The CMS collaboration has released evidence for the tγj process using events with one isolated muon, a photon and jets in the final state. The results are based on proton–proton collision data recorded in 2016 at a centre-of-mass-energy of 13 TeV. The tγj process results in an interesting final state, which requires information from all sub-detectors of the CMS experiment, from the innermost tracker layers to the outermost muon systems. 

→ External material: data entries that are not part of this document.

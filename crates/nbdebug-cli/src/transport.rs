//! Socket transport for reaching the daemon.
//!
//! [`Connection`] hides whether the daemon was reached over TCP or a Unix
//! domain socket so the client can treat both as one byte stream.

use std::io;
use std::pin::Pin;
use std::task::{Context, Poll};
use std::time::Duration;

use nbdebug_config::SocketEndpoint;
use tokio::io::{AsyncRead, AsyncWrite, ReadBuf};
use tokio::net::TcpStream;
#[cfg(unix)]
use tokio::net::UnixStream;

use crate::AppError;

pub(crate) const CONNECTION_TIMEOUT: Duration = Duration::from_secs(5);

#[derive(Debug)]
pub(crate) enum Connection {
    Tcp(TcpStream),
    #[cfg(unix)]
    Unix(UnixStream),
}

impl AsyncRead for Connection {
    fn poll_read(
        self: Pin<&mut Self>,
        cx: &mut Context<'_>,
        buf: &mut ReadBuf<'_>,
    ) -> Poll<io::Result<()>> {
        match self.get_mut() {
            Self::Tcp(stream) => Pin::new(stream).poll_read(cx, buf),
            #[cfg(unix)]
            Self::Unix(stream) => Pin::new(stream).poll_read(cx, buf),
        }
    }
}

impl AsyncWrite for Connection {
    fn poll_write(
        self: Pin<&mut Self>,
        cx: &mut Context<'_>,
        buf: &[u8],
    ) -> Poll<io::Result<usize>> {
        match self.get_mut() {
            Self::Tcp(stream) => Pin::new(stream).poll_write(cx, buf),
            #[cfg(unix)]
            Self::Unix(stream) => Pin::new(stream).poll_write(cx, buf),
        }
    }

    fn poll_flush(self: Pin<&mut Self>, cx: &mut Context<'_>) -> Poll<io::Result<()>> {
        match self.get_mut() {
            Self::Tcp(stream) => Pin::new(stream).poll_flush(cx),
            #[cfg(unix)]
            Self::Unix(stream) => Pin::new(stream).poll_flush(cx),
        }
    }

    fn poll_shutdown(self: Pin<&mut Self>, cx: &mut Context<'_>) -> Poll<io::Result<()>> {
        match self.get_mut() {
            Self::Tcp(stream) => Pin::new(stream).poll_shutdown(cx),
            #[cfg(unix)]
            Self::Unix(stream) => Pin::new(stream).poll_shutdown(cx),
        }
    }
}

/// Opens a connection to the daemon, giving up after [`CONNECTION_TIMEOUT`].
pub(crate) async fn connect(endpoint: &SocketEndpoint) -> Result<Connection, AppError> {
    let attempt = async {
        match endpoint {
            SocketEndpoint::Tcp { host, port } => TcpStream::connect((host.as_str(), *port))
                .await
                .map(Connection::Tcp),
            SocketEndpoint::Unix { path } => connect_unix(path.as_str()).await,
        }
    };

    let result = match tokio::time::timeout(CONNECTION_TIMEOUT, attempt).await {
        Ok(result) => result,
        Err(_) => Err(io::Error::new(
            io::ErrorKind::TimedOut,
            "timed out connecting to daemon",
        )),
    };

    result.map_err(|source| AppError::Connect {
        endpoint: endpoint.to_string(),
        source,
    })
}

#[cfg(unix)]
async fn connect_unix(path: &str) -> io::Result<Connection> {
    UnixStream::connect(path).await.map(Connection::Unix)
}

#[cfg(not(unix))]
async fn connect_unix(path: &str) -> io::Result<Connection> {
    Err(io::Error::new(
        io::ErrorKind::Unsupported,
        format!("Unix sockets are unavailable on this platform: {path}"),
    ))
}
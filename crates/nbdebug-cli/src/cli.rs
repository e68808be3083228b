//! CLI argument definitions for the debug console.

use clap::{ArgAction, Args, Parser, Subcommand};

use crate::session::DEFAULT_UPLOAD_URL;

/// Debugging and logging control for the Netbird daemon.
#[derive(Parser, Debug)]
#[command(
    name = "nbdebug",
    version,
    about = "Debugging commands for the Netbird daemon",
    disable_help_subcommand = true
)]
pub(crate) struct Cli {
    #[command(subcommand)]
    pub(crate) command: DebugCommand,
}

#[derive(Subcommand, Debug, Clone)]
pub(crate) enum DebugCommand {
    /// Creates a debug bundle of the daemon's logs and status.
    Bundle(BundleArgs),
    /// Manages logging for the daemon.
    Log {
        #[command(subcommand)]
        action: LogCommand,
    },
    /// Runs trace logging for a duration, then creates a debug bundle.
    #[command(after_help = "Example:\n  nbdebug for 5m")]
    For {
        /// How long to collect trace logs (for example `90s`, `5m`, `1h30m`).
        #[arg(value_name = "TIME")]
        duration: String,
        #[command(flatten)]
        bundle: BundleArgs,
    },
    /// Sets in-memory persistence of the latest network map.
    Persistence {
        /// `on` or `off`.
        #[arg(value_name = "on|off")]
        state: String,
    },
}

#[derive(Subcommand, Debug, Clone)]
pub(crate) enum LogCommand {
    /// Sets the daemon log level until it restarts.
    #[command(
        long_about = "Sets the logging level for the current session. The setting reverts \
                      to the default on daemon restart.\n\nAvailable log levels are: panic, \
                      fatal, error, warn, info, debug, trace"
    )]
    Level {
        #[arg(value_name = "LEVEL")]
        level: String,
    },
}

/// Flags shared by commands that produce a bundle.
#[derive(Args, Debug, Clone, PartialEq, Eq)]
pub(crate) struct BundleArgs {
    /// Anonymises IP addresses and domains in the bundle and status output.
    #[arg(short = 'A', long)]
    pub(crate) anonymize: bool,
    /// Number of rotated log files to include.
    #[arg(short = 'C', long, default_value_t = 1)]
    pub(crate) log_file_count: u32,
    /// Adds system information to the bundle (`--system-info=false` to skip).
    #[arg(
        short = 'S',
        long,
        action = ArgAction::Set,
        default_value_t = true,
        num_args = 0..=1,
        default_missing_value = "true",
        require_equals = true
    )]
    pub(crate) system_info: bool,
    /// Uploads the bundle after creating it.
    #[arg(short = 'U', long)]
    pub(crate) upload_bundle: bool,
    /// Service URL used to obtain an upload target.
    #[arg(long, default_value = DEFAULT_UPLOAD_URL)]
    pub(crate) upload_bundle_url: String,
}
//! Building bundle requests and reporting their results.

use nbdebug_daemon_types::{BundleRequest, BundleResult};
use tracing::info;

use super::snapshot::fetch_status_text;
use super::{DebugOptions, SessionError};
use crate::Console;
use crate::client::DaemonClient;

/// Assembles the daemon request; the upload URL is only sent when an upload
/// was asked for.
pub(crate) fn build_request(options: &DebugOptions, status: String) -> BundleRequest {
    BundleRequest {
        anonymize: options.anonymize,
        status,
        system_info: options.system_info,
        log_file_count: options.log_file_count,
        upload_url: options
            .upload_bundle
            .then(|| options.upload_url.clone()),
    }
}

pub(crate) async fn generate<C: DaemonClient>(
    client: &mut C,
    request: BundleRequest,
) -> Result<BundleResult, SessionError> {
    let result = client
        .debug_bundle(request)
        .await
        .map_err(SessionError::Bundle)?;
    info!(path = %result.path, "debug bundle created");
    Ok(result)
}

/// Prints where the bundle landed and, when requested, its upload key.
///
/// A non-empty upload failure reason is an error even when no upload was
/// requested.
pub(crate) fn report(
    result: &BundleResult,
    options: &DebugOptions,
    console: &Console,
) -> Result<(), SessionError> {
    console.println(format_args!("Local file:\n{}", result.path))?;

    if let Some(reason) = result.upload_failure() {
        return Err(SessionError::UploadFailed(reason.to_owned()));
    }

    if options.upload_bundle {
        let key = result.uploaded_key.as_deref().unwrap_or_default();
        console.println(format_args!("Upload file key:\n{key}"))?;
    }
    Ok(())
}

/// One-shot bundle: a single unlabelled status capture, then generate and
/// report.
pub(crate) async fn create_bundle<C: DaemonClient>(
    client: &mut C,
    options: &DebugOptions,
    console: &Console,
) -> Result<(), SessionError> {
    let status = fetch_status_text(client, options.anonymize, console).await?;
    let result = generate(client, build_request(options, status)).await?;
    report(&result, options, console)
}
//! Validated commands and their execution against the daemon.
//!
//! Everything that can be checked without the daemon (durations, level
//! names, persistence values, upload settings) is checked while converting
//! from the parsed CLI, so bad input fails before a connection is opened.

use std::time::Duration;

use nbdebug_daemon_types::LogLevel;
use tokio_util::sync::CancellationToken;
use tracing::info;
use url::Url;

use crate::cli::{BundleArgs, DebugCommand, LogCommand};
use crate::client::DaemonClient;
use crate::session::bundle::create_bundle;
use crate::session::waiter::or_cancel;
use crate::session::{Clock, DebugOptions, DebugSession, SessionError};
use crate::{AppError, Console};

/// A command ready to run.
#[derive(Debug, Clone, PartialEq, Eq)]
pub(crate) enum DebugInvocation {
    Bundle(DebugOptions),
    SetLogLevel(LogLevel),
    SetPersistence(bool),
    RunFor {
        duration: Duration,
        options: DebugOptions,
    },
}

impl TryFrom<DebugCommand> for DebugInvocation {
    type Error = AppError;

    fn try_from(command: DebugCommand) -> Result<Self, Self::Error> {
        match command {
            DebugCommand::Bundle(args) => Ok(Self::Bundle(DebugOptions::try_from(args)?)),
            DebugCommand::Log {
                action: LogCommand::Level { level },
            } => parse_level(&level).map(Self::SetLogLevel),
            DebugCommand::For { duration, bundle } => {
                let duration = parse_duration(&duration)?;
                let options = DebugOptions::try_from(bundle)?;
                Ok(Self::RunFor { duration, options })
            }
            DebugCommand::Persistence { state } => {
                parse_persistence(&state).map(Self::SetPersistence)
            }
        }
    }
}

impl TryFrom<BundleArgs> for DebugOptions {
    type Error = AppError;

    fn try_from(args: BundleArgs) -> Result<Self, Self::Error> {
        if args.upload_bundle {
            let url = args.upload_bundle_url.trim();
            if url.is_empty() {
                return Err(AppError::MissingUploadUrl);
            }
            Url::parse(url).map_err(|source| AppError::InvalidUploadUrl {
                url: url.to_owned(),
                source,
            })?;
        }
        Ok(Self {
            log_file_count: args.log_file_count,
            system_info: args.system_info,
            upload_bundle: args.upload_bundle,
            upload_url: args.upload_bundle_url,
            anonymize: args.anonymize,
        })
    }
}

fn parse_duration(input: &str) -> Result<Duration, AppError> {
    humantime::parse_duration(input.trim()).map_err(|source| AppError::InvalidDuration {
        input: input.to_owned(),
        source,
    })
}

fn parse_level(input: &str) -> Result<LogLevel, AppError> {
    input
        .trim()
        .parse()
        .map_err(|_| AppError::UnknownLogLevel {
            level: input.to_owned(),
            available: LogLevel::available_names(),
        })
}

fn parse_persistence(input: &str) -> Result<bool, AppError> {
    match input.trim().to_ascii_lowercase().as_str() {
        "on" => Ok(true),
        "off" => Ok(false),
        _ => Err(AppError::InvalidPersistence {
            value: input.to_owned(),
        }),
    }
}

impl DebugInvocation {
    /// Runs the command over an open daemon connection. Cancelling `cancel`
    /// abandons any daemon call still waiting for a reply.
    pub(crate) async fn execute<C: DaemonClient>(
        self,
        client: &mut C,
        console: &Console,
        clock: &dyn Clock,
        cancel: &CancellationToken,
    ) -> Result<(), AppError> {
        match self {
            Self::Bundle(options) => {
                or_cancel(create_bundle(client, &options, console), cancel)
                    .await
                    .ok_or(SessionError::Cancelled)??;
            }
            Self::SetLogLevel(level) => {
                or_cancel(client.set_log_level(level), cancel)
                    .await
                    .ok_or(SessionError::Cancelled)?
                    .map_err(AppError::SetLogLevel)?;
                info!(%level, "daemon log level changed");
                console
                    .println(format_args!("Log level set successfully to {level}"))
                    .map_err(AppError::Output)?;
            }
            Self::SetPersistence(enabled) => {
                or_cancel(client.set_network_map_persistence(enabled), cancel)
                    .await
                    .ok_or(SessionError::Cancelled)?
                    .map_err(AppError::SetPersistence)?;
                let state = if enabled { "on" } else { "off" };
                console
                    .println(format_args!("Network map persistence set to: {state}"))
                    .map_err(AppError::Output)?;
            }
            Self::RunFor { duration, options } => {
                DebugSession::new(client, &options, duration, console, clock, cancel)
                    .run()
                    .await?;
            }
        }
        Ok(())
    }
}
//! Binary entry point for `nbdebug`.

use std::process::ExitCode;

fn main() -> ExitCode {
    nbdebug_cli::run(std::env::args_os(), nbdebug_cli::Console::stdio())
}
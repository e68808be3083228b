//! Human-readable rendering of the daemon's status summary.
//!
//! The "full detail" layout is what gets embedded into debug bundles, so it
//! favours completeness over brevity: one block per peer followed by the
//! daemon-wide facts.

mod anonymize;

use std::fmt::Write as _;

use nbdebug_daemon_types::{PeerConnectionStatus, PeerState, ServiceState, StatusSummary};

pub(crate) use anonymize::Anonymizer;

const CLI_VERSION: &str = env!("CARGO_PKG_VERSION");

/// Renders `summary` in full detail, optionally anonymising identifying data.
pub(crate) fn render_full_detail(summary: &StatusSummary, anonymize: bool) -> String {
    if anonymize {
        let anonymised = Anonymizer::new().summary(summary);
        render(&anonymised, CLI_VERSION)
    } else {
        render(summary, CLI_VERSION)
    }
}

fn render(summary: &StatusSummary, cli_version: &str) -> String {
    let mut output = String::from("Peers detail:\n");
    for peer in &summary.peers {
        render_peer(&mut output, peer);
    }

    let local = &summary.local_peer;
    let interface = if local.kernel_interface {
        "Kernel"
    } else {
        "Userspace"
    };
    let _ = writeln!(output, "Daemon version: {}", summary.daemon_version);
    let _ = writeln!(output, "CLI version: {cli_version}");
    let _ = writeln!(output, "Management: {}", service_line(&summary.management));
    let _ = writeln!(output, "Signal: {}", service_line(&summary.signal));
    let _ = writeln!(output, "FQDN: {}", local.fqdn);
    let _ = writeln!(output, "NetBird IP: {}", local.ip);
    let _ = writeln!(output, "Interface type: {interface}");
    let _ = writeln!(
        output,
        "Peers count: {}/{} Connected",
        summary.connected_peers(),
        summary.peers.len()
    );
    output
}

fn render_peer(output: &mut String, peer: &PeerState) {
    let connected = peer.status == PeerConnectionStatus::Connected;
    let connection_type = match (connected, peer.relayed) {
        (false, _) => "-",
        (true, true) => "Relayed",
        (true, false) => "P2P",
    };
    let local = peer.local_endpoint.as_deref().unwrap_or("-");
    let remote = peer.remote_endpoint.as_deref().unwrap_or("-");
    let handshake = peer.last_handshake.as_deref().unwrap_or("-");
    let latency = peer
        .latency_ms
        .map_or_else(|| String::from("-"), |ms| format!("{ms}ms"));

    let _ = writeln!(output, " {}:", peer.fqdn);
    let _ = writeln!(output, "  NetBird IP: {}", peer.ip);
    let _ = writeln!(output, "  Status: {}", peer.status);
    output.push_str("  -- detail --\n");
    let _ = writeln!(output, "  Connection type: {connection_type}");
    let _ = writeln!(output, "  Endpoints (Local/Remote): {local}/{remote}");
    let _ = writeln!(output, "  Last WireGuard handshake: {handshake}");
    let _ = writeln!(
        output,
        "  Transfer status (received/sent) {}/{}",
        format_bytes(peer.bytes_rx),
        format_bytes(peer.bytes_tx)
    );
    let _ = writeln!(output, "  Latency: {latency}");
    output.push('\n');
}

fn service_line(service: &ServiceState) -> String {
    match (&service.error, service.connected) {
        (_, true) => format!("Connected to {}", service.url),
        (Some(reason), false) if !reason.is_empty() => {
            format!("Disconnected from {}, reason: {reason}", service.url)
        }
        (_, false) => format!("Disconnected from {}", service.url),
    }
}

/// Formats a byte count with IEC units and one decimal place.
fn format_bytes(bytes: u64) -> String {
    const UNITS: [&str; 6] = ["KiB", "MiB", "GiB", "TiB", "PiB", "EiB"];
    if bytes < 1024 {
        return format!("{bytes} B");
    }

    let mut divisor: u128 = 1024;
    let mut unit = 0usize;
    while u128::from(bytes) / divisor >= 1024 && unit + 1 < UNITS.len() {
        divisor *= 1024;
        unit += 1;
    }
    let tenths = (u128::from(bytes) * 10 + divisor / 2) / divisor;
    let name = UNITS.get(unit).copied().unwrap_or("EiB");
    format!("{}.{} {name}", tenths / 10, tenths % 10)
}
//! Stable replacement of identifying names and addresses.
//!
//! Domains become `anon-<n>.domain`; public IPv4 addresses are drawn from
//! the documentation blocks 198.51.100.0/24, 203.0.113.0/24 and
//! 192.0.2.0/24 in turn, wrapping once all three are used, and public IPv6
//! addresses from 2001:db8::/32. Private, loopback, link-local and shared
//! (CGNAT) space identifies nothing outside the host's own network and is
//! left alone, which keeps overlay addresses readable.

use std::collections::HashMap;
use std::net::{IpAddr, Ipv4Addr, Ipv6Addr, SocketAddr};

use nbdebug_daemon_types::{PeerState, ServiceState, StatusSummary};
use url::{Host, Url};

const IPV4_BLOCKS: [[u8; 3]; 3] = [[198, 51, 100], [203, 0, 113], [192, 0, 2]];
/// Usable hosts per /24, skipping the network and broadcast addresses.
const HOSTS_PER_BLOCK: u32 = 254;
const IPV6_BASE: Ipv6Addr = Ipv6Addr::new(0x2001, 0x0db8, 0, 0, 0, 0, 0, 0);
/// Interface bits below the /32 documentation prefix.
const IPV6_HOST_MASK: u128 = (1 << 96) - 1;

/// Maps each distinct domain or public address to one stable stand-in.
#[derive(Debug, Default)]
pub(crate) struct Anonymizer {
    domains: HashMap<String, String>,
    addresses: HashMap<IpAddr, IpAddr>,
    next_v4: u32,
    next_v6: u128,
}

impl Anonymizer {
    pub(crate) fn new() -> Self {
        Self::default()
    }

    /// Returns a copy of `summary` with identifying fields replaced.
    pub(crate) fn summary(&mut self, summary: &StatusSummary) -> StatusSummary {
        let mut anonymised = summary.clone();
        for peer in &mut anonymised.peers {
            self.peer(peer);
        }
        self.service(&mut anonymised.management);
        self.service(&mut anonymised.signal);
        anonymised.local_peer.fqdn = self.domain(&anonymised.local_peer.fqdn);
        anonymised.local_peer.ip = self.address_text(&anonymised.local_peer.ip);
        anonymised
    }

    fn peer(&mut self, peer: &mut PeerState) {
        peer.fqdn = self.domain(&peer.fqdn);
        peer.ip = self.address_text(&peer.ip);
        for endpoint in [&mut peer.local_endpoint, &mut peer.remote_endpoint] {
            if let Some(text) = endpoint.as_mut() {
                *text = self.address_text(text);
            }
        }
    }

    fn service(&mut self, service: &mut ServiceState) {
        service.url = self.url(&service.url);
        if let Some(reason) = service.error.as_mut() {
            *reason = self.free_text(reason);
        }
    }

    /// Replaces a domain name, keeping empty values and `localhost`.
    pub(crate) fn domain(&mut self, domain: &str) -> String {
        if domain.is_empty() || domain.eq_ignore_ascii_case("localhost") {
            return domain.to_owned();
        }
        let key = domain.trim_end_matches('.').to_ascii_lowercase();
        let next = self.domains.len() + 1;
        self.domains
            .entry(key)
            .or_insert_with(|| format!("anon-{next}.domain"))
            .clone()
    }

    /// Replaces a public address, leaving private ranges untouched.
    pub(crate) fn ip(&mut self, address: IpAddr) -> IpAddr {
        if !is_public(address) {
            return address;
        }
        if let Some(existing) = self.addresses.get(&address) {
            return *existing;
        }
        let replacement = match address {
            IpAddr::V4(_) => {
                let index = self.next_v4;
                self.next_v4 = self.next_v4.wrapping_add(1);
                IpAddr::V4(documentation_v4(index))
            }
            IpAddr::V6(_) => {
                self.next_v6 = self.next_v6.wrapping_add(1);
                let host = self.next_v6 & IPV6_HOST_MASK;
                IpAddr::V6(Ipv6Addr::from(u128::from(IPV6_BASE) | host))
            }
        };
        self.addresses.insert(address, replacement);
        replacement
    }

    /// Anonymises an address written as `ip`, `ip/prefix` or `ip:port`.
    fn address_text(&mut self, text: &str) -> String {
        if let Ok(socket) = text.parse::<SocketAddr>() {
            return SocketAddr::new(self.ip(socket.ip()), socket.port()).to_string();
        }
        let (address, suffix) = match text.split_once('/') {
            Some((address, prefix)) => (address, Some(prefix)),
            None => (text, None),
        };
        match address.parse::<IpAddr>() {
            Ok(ip) => {
                let replaced = self.ip(ip);
                suffix.map_or_else(
                    || replaced.to_string(),
                    |prefix| format!("{replaced}/{prefix}"),
                )
            }
            Err(_) => text.to_owned(),
        }
    }

    /// Replaces the host of a URL while keeping the rest verbatim.
    ///
    /// The parser normalises hosts (case, IDNA, numeric IPv4 forms), so when
    /// the normalised host cannot be found in the original text the URL is
    /// re-serialised with the replacement host instead.
    fn url(&mut self, text: &str) -> String {
        let Ok(mut parsed) = Url::parse(text) else {
            return self.domain_or_address(text);
        };
        let host = parsed.host().map(|host| host.to_owned());
        match host {
            Some(Host::Domain(domain)) => {
                // Non-special schemes keep IP literals as opaque hosts.
                let replacement = match domain.parse::<IpAddr>() {
                    Ok(ip) => self.ip(ip).to_string(),
                    Err(_) => self.domain(&domain),
                };
                replace_host(text, &domain, &replacement)
                    .or_else(|| {
                        parsed.set_host(Some(&replacement)).ok()?;
                        Some(parsed.to_string())
                    })
                    .unwrap_or(replacement)
            }
            Some(Host::Ipv4(ip)) => {
                let replacement = self.ip(IpAddr::V4(ip));
                replace_host(text, &ip.to_string(), &replacement.to_string())
                    .or_else(|| {
                        parsed.set_ip_host(replacement).ok()?;
                        Some(parsed.to_string())
                    })
                    .unwrap_or_else(|| replacement.to_string())
            }
            Some(Host::Ipv6(ip)) => {
                let replacement = self.ip(IpAddr::V6(ip));
                if parsed.set_ip_host(replacement).is_err() {
                    return replacement.to_string();
                }
                parsed.to_string()
            }
            None => text.to_owned(),
        }
    }

    fn domain_or_address(&mut self, token: &str) -> String {
        let replaced = self.address_text(token);
        if replaced != token || !looks_like_domain(token) {
            return replaced;
        }
        self.domain(token)
    }

    /// Anonymises addresses, URLs and domains inside free-form text such as
    /// error reasons, token by token.
    pub(crate) fn free_text(&mut self, text: &str) -> String {
        text.split(' ')
            .map(|token| {
                let trimmed = token
                    .trim_matches(|c: char| matches!(c, ',' | ';' | '"' | '\'' | '(' | ')'))
                    .trim_end_matches(':');
                if trimmed.is_empty() {
                    return token.to_owned();
                }
                let replaced = if trimmed.contains("://") {
                    self.url(trimmed)
                } else {
                    self.domain_or_address(trimmed)
                };
                token.replacen(trimmed, &replaced, 1)
            })
            .collect::<Vec<_>>()
            .join(" ")
    }
}

/// Swaps the first ASCII-case-insensitive occurrence of `host` in `text`.
fn replace_host(text: &str, host: &str, replacement: &str) -> Option<String> {
    let start = text
        .to_ascii_lowercase()
        .find(&host.to_ascii_lowercase())?;
    let before = text.get(..start)?;
    let after = text.get(start + host.len()..)?;
    Some(format!("{before}{replacement}{after}"))
}

fn documentation_v4(index: u32) -> Ipv4Addr {
    let slot = index % (HOSTS_PER_BLOCK * 3);
    let block = usize::try_from(slot / HOSTS_PER_BLOCK).unwrap_or_default();
    let [a, b, c] = IPV4_BLOCKS.get(block).copied().unwrap_or(IPV4_BLOCKS[0]);
    let host = u8::try_from(slot % HOSTS_PER_BLOCK + 1).unwrap_or(1);
    Ipv4Addr::new(a, b, c, host)
}

fn looks_like_domain(token: &str) -> bool {
    let labels: Vec<&str> = token.trim_end_matches('.').split('.').collect();
    labels.len() >= 2
        && labels.iter().all(|label| {
            !label.is_empty()
                && label
                    .chars()
                    .all(|c| c.is_ascii_alphanumeric() || c == '-')
        })
        && labels
            .last()
            .is_some_and(|tld| tld.chars().all(|c| c.is_ascii_alphabetic()))
}

fn is_public(address: IpAddr) -> bool {
    match address {
        IpAddr::V4(ip) => {
            let [first, second, ..] = ip.octets();
            let shared = first == 100 && (second & 0xc0) == 64;
            !(ip.is_private()
                || ip.is_loopback()
                || ip.is_link_local()
                || ip.is_unspecified()
                || ip.is_broadcast()
                || ip.is_multicast()
                || shared)
        }
        IpAddr::V6(ip) => {
            let first = ip.segments()[0];
            let unique_local = (first & 0xfe00) == 0xfc00;
            let link_local = (first & 0xffc0) == 0xfe80;
            !(ip.is_loopback()
                || ip.is_unspecified()
                || ip.is_multicast()
                || unique_local
                || link_local)
        }
    }
}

The predicted cross section for tγj, including the branching fraction, is 81 fb, which corresponds to a few hundred events in the whole dataset. Therefore, a sophisticated method is needed to separate the signal events from the huge number of background events originating from several other SM processes. In addition, to achieve the highest signal-to-background ratio, a robust multivariate technique is used to estimate the contribution of the background in which a jet is misidentified as a photon. After these methods are employed, the largest background contribution comes from events that contain a top-quark pair associated with a photon.

CMS observed an excess of tγj events over the background-only hypothesis with a significance of 4.4 standard deviations, which corresponds to a p-value of 4.3 × 10–6. The measured value of the signal cross section in the considered phase space is 115 ± 34 fb. The measurement is in agreement with the SM prediction within one standard deviation. This result is the first experimental evidence of the direct production of a top quark and a photon. Upcoming results, exploiting the full 13 TeV dataset, will further improve the precision of the measurement.

Further reading

CMS Collaboration 2018 arXiv:1808.02913.